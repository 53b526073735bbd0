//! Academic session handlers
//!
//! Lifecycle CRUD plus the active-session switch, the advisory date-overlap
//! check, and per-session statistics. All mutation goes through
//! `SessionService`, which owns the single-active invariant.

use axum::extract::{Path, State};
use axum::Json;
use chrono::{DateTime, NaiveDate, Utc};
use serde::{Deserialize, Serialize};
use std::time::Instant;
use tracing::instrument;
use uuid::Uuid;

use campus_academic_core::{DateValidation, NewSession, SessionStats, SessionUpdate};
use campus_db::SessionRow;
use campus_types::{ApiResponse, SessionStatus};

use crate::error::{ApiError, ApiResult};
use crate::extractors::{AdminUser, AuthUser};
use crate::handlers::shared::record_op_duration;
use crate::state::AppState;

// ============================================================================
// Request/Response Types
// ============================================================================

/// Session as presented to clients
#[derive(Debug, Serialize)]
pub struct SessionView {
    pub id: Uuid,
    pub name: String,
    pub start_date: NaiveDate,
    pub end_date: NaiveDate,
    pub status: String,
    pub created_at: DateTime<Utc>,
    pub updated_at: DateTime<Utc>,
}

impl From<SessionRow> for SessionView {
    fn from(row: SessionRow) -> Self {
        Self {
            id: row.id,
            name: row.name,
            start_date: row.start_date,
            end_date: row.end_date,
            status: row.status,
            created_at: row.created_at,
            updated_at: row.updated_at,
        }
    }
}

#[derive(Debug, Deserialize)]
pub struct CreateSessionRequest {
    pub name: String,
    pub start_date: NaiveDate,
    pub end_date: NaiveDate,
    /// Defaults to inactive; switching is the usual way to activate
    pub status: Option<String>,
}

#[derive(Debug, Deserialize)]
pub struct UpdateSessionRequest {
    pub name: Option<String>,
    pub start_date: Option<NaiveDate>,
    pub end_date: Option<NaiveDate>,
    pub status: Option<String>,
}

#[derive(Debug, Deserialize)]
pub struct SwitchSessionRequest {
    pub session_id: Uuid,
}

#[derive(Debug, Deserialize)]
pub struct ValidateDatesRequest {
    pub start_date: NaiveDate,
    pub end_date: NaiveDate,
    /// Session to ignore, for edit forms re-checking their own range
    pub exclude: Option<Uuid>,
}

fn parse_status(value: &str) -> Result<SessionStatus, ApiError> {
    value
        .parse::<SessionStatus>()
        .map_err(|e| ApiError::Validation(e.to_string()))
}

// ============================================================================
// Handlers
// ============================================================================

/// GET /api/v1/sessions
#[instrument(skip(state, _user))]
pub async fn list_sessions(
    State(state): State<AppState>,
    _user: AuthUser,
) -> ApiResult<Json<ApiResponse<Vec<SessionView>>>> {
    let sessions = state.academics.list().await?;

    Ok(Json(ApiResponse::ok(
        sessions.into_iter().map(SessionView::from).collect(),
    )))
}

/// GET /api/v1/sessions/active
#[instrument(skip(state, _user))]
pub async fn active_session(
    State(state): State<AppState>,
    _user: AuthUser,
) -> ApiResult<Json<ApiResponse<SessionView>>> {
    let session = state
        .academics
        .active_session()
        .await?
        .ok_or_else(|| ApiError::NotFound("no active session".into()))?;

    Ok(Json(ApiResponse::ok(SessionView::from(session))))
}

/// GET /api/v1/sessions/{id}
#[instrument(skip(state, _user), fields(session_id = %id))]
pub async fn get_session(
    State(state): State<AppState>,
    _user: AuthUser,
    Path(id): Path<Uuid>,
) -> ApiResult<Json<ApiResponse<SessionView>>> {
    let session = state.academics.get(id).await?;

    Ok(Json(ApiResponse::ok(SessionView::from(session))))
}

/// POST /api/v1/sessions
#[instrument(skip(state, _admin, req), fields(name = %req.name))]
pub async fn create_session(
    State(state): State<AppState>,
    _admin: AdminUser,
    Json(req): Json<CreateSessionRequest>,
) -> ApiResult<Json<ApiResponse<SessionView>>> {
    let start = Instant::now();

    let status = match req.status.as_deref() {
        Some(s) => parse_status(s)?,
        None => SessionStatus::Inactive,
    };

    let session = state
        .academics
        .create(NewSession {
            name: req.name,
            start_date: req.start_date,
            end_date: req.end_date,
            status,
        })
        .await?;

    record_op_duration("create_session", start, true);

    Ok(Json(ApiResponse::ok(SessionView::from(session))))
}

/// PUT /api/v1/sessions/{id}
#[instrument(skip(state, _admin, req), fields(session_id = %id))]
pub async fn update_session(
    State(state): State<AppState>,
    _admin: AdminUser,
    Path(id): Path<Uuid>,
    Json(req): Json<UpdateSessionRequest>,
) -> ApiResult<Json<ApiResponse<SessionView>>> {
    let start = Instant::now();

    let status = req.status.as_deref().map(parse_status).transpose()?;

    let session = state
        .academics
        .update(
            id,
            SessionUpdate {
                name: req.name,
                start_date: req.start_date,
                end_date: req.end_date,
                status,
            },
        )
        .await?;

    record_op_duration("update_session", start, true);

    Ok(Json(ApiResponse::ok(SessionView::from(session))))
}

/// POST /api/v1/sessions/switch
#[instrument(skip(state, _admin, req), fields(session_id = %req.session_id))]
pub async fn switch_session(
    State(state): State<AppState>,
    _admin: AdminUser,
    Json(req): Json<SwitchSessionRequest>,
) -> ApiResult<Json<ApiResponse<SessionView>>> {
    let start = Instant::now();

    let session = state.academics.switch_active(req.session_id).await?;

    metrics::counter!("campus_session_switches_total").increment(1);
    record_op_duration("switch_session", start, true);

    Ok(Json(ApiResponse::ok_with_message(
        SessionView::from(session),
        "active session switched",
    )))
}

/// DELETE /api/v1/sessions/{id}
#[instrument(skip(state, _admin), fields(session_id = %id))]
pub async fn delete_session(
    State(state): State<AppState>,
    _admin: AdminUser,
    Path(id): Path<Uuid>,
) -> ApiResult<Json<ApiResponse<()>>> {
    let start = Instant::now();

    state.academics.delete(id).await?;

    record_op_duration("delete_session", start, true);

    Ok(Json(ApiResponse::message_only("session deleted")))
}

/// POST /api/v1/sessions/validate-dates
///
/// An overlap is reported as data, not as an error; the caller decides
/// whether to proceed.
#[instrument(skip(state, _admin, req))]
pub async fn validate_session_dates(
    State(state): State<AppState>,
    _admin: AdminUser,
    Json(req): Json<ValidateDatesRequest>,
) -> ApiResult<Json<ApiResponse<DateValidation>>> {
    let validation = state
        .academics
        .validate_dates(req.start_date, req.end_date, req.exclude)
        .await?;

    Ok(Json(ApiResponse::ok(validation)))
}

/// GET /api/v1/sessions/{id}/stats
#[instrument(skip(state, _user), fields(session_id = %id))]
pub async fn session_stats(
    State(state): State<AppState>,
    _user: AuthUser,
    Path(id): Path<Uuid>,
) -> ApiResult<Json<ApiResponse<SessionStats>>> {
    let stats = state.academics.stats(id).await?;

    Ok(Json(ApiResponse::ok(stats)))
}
......
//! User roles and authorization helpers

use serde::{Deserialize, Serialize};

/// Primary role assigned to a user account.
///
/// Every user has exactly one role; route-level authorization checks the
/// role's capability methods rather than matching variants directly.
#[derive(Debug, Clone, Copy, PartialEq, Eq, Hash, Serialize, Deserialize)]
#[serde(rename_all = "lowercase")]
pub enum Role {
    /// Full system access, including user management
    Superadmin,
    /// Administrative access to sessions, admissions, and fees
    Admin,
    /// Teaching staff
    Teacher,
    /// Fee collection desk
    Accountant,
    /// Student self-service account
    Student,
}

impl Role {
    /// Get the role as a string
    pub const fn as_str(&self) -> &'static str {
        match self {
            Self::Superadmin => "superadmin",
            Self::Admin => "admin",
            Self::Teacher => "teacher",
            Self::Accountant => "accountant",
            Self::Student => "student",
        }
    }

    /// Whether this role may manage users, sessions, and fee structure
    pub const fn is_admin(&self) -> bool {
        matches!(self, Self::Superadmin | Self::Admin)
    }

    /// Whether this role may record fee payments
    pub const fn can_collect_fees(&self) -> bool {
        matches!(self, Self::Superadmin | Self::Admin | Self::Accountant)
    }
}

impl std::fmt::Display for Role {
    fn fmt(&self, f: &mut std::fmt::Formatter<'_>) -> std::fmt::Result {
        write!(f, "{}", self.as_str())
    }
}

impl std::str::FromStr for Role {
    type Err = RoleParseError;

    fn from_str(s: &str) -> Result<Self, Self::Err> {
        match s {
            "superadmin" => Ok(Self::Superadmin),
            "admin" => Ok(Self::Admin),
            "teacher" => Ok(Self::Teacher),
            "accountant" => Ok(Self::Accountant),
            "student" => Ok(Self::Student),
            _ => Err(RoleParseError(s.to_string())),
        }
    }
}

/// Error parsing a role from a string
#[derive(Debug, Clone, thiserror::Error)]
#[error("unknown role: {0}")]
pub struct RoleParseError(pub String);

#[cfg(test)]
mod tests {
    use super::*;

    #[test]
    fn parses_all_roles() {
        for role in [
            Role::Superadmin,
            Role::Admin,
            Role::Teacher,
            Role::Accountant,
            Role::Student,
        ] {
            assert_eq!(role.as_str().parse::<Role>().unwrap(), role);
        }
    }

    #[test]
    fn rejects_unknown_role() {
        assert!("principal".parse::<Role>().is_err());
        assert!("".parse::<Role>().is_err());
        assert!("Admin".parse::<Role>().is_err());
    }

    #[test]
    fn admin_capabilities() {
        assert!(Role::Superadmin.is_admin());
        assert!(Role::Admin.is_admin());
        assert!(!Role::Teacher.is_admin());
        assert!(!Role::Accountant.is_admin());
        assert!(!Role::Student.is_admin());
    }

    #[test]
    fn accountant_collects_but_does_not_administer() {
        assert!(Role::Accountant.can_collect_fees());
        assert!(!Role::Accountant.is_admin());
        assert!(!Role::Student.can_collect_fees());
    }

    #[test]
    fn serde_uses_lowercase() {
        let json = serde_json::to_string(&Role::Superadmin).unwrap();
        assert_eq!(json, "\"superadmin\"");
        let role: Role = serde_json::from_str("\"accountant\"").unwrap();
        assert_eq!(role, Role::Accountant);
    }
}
......
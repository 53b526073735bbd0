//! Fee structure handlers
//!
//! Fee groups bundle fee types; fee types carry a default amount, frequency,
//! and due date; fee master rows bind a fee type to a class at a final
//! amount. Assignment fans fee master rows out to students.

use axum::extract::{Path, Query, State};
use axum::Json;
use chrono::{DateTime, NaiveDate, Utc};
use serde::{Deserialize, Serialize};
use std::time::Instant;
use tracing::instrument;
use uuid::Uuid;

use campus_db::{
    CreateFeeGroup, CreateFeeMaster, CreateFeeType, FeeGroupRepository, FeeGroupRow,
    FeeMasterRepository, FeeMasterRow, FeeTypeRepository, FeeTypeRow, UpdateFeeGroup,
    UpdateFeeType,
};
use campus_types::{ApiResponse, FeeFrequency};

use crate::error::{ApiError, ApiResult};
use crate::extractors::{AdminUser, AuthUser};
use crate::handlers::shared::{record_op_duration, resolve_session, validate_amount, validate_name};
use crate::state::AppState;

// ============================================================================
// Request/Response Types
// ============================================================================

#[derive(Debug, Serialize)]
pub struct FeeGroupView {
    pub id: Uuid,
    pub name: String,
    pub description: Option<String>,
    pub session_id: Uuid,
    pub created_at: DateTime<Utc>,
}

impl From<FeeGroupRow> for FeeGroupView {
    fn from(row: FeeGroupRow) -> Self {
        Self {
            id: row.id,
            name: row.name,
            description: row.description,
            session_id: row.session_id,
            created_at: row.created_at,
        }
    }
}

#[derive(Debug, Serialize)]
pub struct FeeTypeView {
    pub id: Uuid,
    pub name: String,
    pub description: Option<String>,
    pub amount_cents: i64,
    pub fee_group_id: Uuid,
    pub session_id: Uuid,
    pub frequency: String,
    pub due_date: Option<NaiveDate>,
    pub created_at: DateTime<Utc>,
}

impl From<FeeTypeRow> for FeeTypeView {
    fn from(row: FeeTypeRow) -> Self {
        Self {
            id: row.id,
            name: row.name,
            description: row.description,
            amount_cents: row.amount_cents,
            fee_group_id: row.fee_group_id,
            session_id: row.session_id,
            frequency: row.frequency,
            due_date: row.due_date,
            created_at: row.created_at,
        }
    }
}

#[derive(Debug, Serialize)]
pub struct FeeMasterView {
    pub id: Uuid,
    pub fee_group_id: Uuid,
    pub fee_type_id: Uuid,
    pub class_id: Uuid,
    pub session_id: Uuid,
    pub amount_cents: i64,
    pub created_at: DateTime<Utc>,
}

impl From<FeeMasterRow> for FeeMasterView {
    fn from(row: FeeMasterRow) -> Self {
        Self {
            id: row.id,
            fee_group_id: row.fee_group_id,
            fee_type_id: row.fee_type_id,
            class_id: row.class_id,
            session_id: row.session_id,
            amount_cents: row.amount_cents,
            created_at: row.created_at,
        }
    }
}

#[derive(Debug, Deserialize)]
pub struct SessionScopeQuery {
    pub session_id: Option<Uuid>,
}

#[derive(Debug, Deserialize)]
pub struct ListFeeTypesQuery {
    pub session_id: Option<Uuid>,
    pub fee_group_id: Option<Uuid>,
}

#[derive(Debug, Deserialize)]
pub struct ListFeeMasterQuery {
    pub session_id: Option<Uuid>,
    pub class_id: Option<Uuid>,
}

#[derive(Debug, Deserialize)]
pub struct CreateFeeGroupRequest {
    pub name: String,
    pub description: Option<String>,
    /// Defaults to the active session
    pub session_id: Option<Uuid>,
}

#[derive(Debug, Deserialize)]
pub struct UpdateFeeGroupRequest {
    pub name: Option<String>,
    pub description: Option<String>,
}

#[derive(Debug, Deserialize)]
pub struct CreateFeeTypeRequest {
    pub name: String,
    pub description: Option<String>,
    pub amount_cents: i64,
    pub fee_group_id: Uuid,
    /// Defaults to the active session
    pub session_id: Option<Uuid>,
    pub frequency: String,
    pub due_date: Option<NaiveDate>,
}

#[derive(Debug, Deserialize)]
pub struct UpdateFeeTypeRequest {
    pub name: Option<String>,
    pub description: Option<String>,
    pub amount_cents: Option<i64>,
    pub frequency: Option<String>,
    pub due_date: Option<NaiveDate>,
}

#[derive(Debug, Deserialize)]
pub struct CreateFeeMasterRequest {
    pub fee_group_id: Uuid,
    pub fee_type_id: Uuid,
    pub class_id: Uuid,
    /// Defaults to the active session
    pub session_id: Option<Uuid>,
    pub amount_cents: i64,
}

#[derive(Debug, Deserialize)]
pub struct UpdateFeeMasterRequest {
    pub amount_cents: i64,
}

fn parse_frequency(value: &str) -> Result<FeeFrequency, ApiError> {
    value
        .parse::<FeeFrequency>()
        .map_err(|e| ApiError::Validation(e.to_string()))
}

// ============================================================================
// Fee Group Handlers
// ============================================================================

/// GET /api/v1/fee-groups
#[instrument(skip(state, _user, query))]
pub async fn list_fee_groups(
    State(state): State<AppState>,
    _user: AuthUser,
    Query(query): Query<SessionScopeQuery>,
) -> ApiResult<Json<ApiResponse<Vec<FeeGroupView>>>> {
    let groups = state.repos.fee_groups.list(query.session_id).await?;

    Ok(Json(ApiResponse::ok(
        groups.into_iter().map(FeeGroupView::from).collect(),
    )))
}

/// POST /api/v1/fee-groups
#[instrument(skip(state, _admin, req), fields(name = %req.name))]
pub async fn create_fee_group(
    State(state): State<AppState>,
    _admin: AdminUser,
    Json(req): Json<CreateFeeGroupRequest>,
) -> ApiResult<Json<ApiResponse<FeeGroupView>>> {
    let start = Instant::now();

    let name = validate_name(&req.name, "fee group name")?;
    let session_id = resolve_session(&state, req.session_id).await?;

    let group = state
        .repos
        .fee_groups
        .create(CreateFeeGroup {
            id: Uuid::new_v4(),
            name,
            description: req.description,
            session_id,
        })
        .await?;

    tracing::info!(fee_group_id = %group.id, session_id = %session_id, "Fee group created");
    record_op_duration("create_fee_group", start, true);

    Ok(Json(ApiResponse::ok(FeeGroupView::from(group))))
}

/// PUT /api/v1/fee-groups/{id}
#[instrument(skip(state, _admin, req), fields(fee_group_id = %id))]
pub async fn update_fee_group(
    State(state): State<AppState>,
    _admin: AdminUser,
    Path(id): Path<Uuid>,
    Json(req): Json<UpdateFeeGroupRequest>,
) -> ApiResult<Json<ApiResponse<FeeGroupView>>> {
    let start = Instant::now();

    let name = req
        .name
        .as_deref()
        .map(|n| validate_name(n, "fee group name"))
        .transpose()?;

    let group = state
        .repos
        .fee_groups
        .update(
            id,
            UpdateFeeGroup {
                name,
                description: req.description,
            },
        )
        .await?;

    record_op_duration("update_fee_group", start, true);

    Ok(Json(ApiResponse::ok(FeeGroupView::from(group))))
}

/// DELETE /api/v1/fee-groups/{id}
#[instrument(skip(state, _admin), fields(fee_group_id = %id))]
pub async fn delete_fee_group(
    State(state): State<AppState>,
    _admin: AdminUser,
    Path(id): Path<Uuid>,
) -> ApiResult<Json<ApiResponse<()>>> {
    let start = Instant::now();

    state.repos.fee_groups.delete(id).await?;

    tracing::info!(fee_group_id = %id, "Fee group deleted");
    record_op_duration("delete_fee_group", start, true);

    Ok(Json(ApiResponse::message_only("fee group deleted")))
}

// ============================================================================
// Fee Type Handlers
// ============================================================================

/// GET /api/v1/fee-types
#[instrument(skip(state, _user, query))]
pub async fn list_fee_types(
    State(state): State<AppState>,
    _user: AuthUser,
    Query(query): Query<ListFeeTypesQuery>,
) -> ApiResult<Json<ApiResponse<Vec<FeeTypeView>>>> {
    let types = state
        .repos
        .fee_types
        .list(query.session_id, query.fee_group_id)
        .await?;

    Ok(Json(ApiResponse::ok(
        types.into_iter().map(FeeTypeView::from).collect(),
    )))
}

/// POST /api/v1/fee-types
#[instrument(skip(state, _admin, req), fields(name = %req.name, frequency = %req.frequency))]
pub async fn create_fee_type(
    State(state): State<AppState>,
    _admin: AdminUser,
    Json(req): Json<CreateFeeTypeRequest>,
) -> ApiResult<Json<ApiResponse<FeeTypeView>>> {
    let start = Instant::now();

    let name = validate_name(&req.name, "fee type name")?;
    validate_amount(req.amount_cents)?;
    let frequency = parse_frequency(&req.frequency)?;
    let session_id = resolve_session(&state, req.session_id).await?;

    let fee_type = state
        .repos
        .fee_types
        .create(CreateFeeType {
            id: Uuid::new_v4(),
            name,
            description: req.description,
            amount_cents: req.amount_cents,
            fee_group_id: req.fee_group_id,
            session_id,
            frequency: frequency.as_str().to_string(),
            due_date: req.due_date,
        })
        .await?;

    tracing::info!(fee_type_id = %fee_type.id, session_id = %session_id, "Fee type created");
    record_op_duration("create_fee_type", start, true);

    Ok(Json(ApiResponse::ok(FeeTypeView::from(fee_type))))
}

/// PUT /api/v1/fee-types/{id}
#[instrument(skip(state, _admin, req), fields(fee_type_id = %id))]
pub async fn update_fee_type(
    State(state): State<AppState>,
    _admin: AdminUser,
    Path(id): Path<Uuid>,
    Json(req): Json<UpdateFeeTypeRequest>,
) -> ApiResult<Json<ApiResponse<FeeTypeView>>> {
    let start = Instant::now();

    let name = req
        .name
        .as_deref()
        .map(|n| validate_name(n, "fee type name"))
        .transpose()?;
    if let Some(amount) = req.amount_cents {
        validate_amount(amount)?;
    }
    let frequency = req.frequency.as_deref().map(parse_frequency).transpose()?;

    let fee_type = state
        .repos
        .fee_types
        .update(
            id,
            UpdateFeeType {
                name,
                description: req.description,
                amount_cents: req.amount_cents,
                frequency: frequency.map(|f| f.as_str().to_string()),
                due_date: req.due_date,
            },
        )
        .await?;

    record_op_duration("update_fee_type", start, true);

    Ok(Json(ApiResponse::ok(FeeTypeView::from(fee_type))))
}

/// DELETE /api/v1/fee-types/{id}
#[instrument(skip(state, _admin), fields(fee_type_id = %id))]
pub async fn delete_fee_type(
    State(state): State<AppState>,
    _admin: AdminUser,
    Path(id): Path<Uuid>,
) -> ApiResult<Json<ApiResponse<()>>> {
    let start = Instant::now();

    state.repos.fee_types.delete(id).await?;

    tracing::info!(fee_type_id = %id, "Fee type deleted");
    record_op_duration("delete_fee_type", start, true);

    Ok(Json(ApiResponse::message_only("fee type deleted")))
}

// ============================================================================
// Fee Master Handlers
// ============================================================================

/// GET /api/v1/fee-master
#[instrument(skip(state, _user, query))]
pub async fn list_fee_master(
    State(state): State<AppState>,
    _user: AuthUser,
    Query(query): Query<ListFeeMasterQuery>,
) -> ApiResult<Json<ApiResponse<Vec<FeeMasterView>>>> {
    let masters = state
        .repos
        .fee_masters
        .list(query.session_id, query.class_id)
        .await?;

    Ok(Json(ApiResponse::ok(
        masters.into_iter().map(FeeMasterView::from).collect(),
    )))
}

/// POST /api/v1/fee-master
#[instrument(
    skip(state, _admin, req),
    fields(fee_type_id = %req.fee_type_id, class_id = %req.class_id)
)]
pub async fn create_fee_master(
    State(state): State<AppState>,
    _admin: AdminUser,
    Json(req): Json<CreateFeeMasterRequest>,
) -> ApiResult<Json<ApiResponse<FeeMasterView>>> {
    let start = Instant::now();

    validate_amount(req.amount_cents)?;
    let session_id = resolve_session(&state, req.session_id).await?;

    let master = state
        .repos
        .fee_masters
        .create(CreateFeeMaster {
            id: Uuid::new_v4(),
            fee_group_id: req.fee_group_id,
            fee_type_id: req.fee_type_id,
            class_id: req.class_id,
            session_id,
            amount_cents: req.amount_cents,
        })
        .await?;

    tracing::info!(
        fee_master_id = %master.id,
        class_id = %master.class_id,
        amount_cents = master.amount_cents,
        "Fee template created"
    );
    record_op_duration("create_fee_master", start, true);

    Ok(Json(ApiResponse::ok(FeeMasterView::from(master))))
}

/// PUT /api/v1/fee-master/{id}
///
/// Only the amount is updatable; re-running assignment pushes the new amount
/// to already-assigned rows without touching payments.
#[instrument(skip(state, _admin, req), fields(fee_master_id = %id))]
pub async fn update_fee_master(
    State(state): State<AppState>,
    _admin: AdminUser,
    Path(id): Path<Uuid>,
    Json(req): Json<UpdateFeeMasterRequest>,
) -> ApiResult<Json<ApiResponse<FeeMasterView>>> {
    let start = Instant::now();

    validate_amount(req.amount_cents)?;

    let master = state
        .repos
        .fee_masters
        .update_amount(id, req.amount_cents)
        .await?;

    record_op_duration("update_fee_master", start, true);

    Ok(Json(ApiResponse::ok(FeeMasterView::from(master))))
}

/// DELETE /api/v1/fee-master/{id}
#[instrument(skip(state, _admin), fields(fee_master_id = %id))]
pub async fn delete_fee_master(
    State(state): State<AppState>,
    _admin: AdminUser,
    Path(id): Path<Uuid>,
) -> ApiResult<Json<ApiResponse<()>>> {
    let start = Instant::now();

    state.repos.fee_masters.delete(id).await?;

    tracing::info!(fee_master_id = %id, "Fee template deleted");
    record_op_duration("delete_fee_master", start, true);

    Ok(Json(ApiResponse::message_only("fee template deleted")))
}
......
> Exercise directions
What this exercise asks for is every line of the data above with the word "FeeTypeRow".

> Task result
    FeeMasterRepository, FeeMasterRow, FeeTypeRepository, FeeTypeRow, UpdateFeeGroup,
impl From<FeeTypeRow> for FeeTypeView {
    fn from(row: FeeTypeRow) -> Self {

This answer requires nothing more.